MSPs vote to pass controversial gender reforms in Scotland
MSPs in Scotland have voted to pass controversial gender legislation that allows transgender people to self identify.
The Gender Recognition Reform (Scotland) Bill passed by 86 votes to 39 on Thursday and will remove the need for a medical diagnosis of gender dysphoria to obtain a gender recognition certificate (GRC).
It would also lower the minimum age for applicants to 16 and drop the time required for an applicant to live in their acquired gender from two years to three months – six for those aged 16 and 17 – though with a three-month reflection period.
MSPs had undertaken an intense debate on the issue this week, spending more than 24 hours in the consideration of amendments and final vote.
The passage was marred by protests, as opponents of the legislation interrupted proceedings as Social Justice Secretary Shona Robison brought the debate to a close, and other shouted "shame on you" from the public gallery after the final vote.
Opponents of the legislation have questioned its potential impact on women and girls, particularly in relation to single sex spaces, while the Scottish Government has said little will change.
The new law has caused rebellions across the chamber, with SNP MSPs announcing before the vote they would defy the whip, while Scottish Tory Jamie Greene dissented from his party’s view, although the Tories were given a free vote on the issue.
It is also understood some Labour opponents to the Bill were allowed to miss the vote.
But the passage of the Bill does not clear its path to the statute book, with Scottish Secretary Alister Jack now able to legally challenge the law if he believes it impacts on the UK, while private groups are also able to take legal action should they wish.

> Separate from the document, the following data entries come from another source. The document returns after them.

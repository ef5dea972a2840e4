use std::io;
use std::path::Path;
use std::process::Command;

use super::command;
use crate::ports::DiffTool;

/// Unified diffs from an external `diff` program.
#[derive(Debug, Clone)]
pub struct DiffCommand {
    program: String,
}

impl DiffCommand {
    pub fn new(program: impl Into<String>) -> Self {
        Self { program: program.into() }
    }
}

impl Default for DiffCommand {
    fn default() -> Self {
        Self::new("diff")
    }
}

impl DiffTool for DiffCommand {
    fn unified_diff(&self, old: &Path, new: &Path) -> io::Result<String> {
        let mut cmd = Command::new(&self.program);
        cmd.arg("-u").arg("--").arg(old).arg(new);
        let output = command::output(&mut cmd)?;

        // diff exits 1 when the inputs differ; only 2 and above mean trouble.
        match output.status.code() {
            Some(0 | 1) => Ok(String::from_utf8_lossy(&output.stdout).into_owned()),
            _ => Err(command::failure(&cmd, &output)),
        }
    }
}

UK equalities minister Kemi Badenoch has raised concerns about the impact of the Bill on the rest of the country.
Speaking in the final debate on the Bill on Thursday, Ms Robison said: "Every party in this chamber except one made a clear commitment to the reforms set out in this Bill at the last Scottish election, and at the one before that it was all parties.
"Members from all parties in this chamber voted to support the general principles of the Bill at stage one.
"At this final stage, I urge all members to vote in favour of these important reforms and for the Bill, I move the motion in my name.
"Trans rights are not in competition with women’s rights, and as so often before, we can improve things for everyone when those discriminated against act as allies, not opponents."
But Scottish Conservative MSP Rachael Hamilton said the Bill "has shown this Parliament at its worst".
She added: "In the rush to make the process a little easier for trans people, the Government is making it easier for criminal men to attack women. That’s the problem here."
Ms Hamilton said the Bill – which she claimed would be a "legacy issue for the First Minister" – would "let criminal men exploit the system" and put women at risk in single-sex spaces.
The Equality Act features exemptions for single-sex spaces where trans people can be excluded in certain circumstances – exemptions Ms Robison has said will not change.
Ms Hamilton went on to claim that "society as a whole" is at risk from the Bill, adding: "While most of us across Scotland are good, decent, reasonable people, rapists are not, sex offenders are not, it is ignorant in the extreme to believe that they will not take advantage of loopholes that are ripe for exploitation."
Labour’s Pam Duncan-Glancy said the legislation provides MSPs with "one of those rare moments… where we all have a real opportunity to improve lives and directly tackle inequality".
She said the Bill will help "society to accept them (trans people) and to support them to be their best selves, without barriers or additional costs or medicalisation".
She insisted: "I believe strongly the reform we will vote for today has been a long time coming, and that is why changing the current onerous, lengthy and invasive process of legal gender recognition has always been so important to me."
MSPs spent 24 hours this week debating it after two marathon sessions considering amendments on Tuesday and Wednesday – with the latter finishing at 1.15am on Thursday.
The Tories have been accused of an attempt to filibuster the legislation, proposing numerous points of order and forcing almost all amendments to votes that were sometimes not required.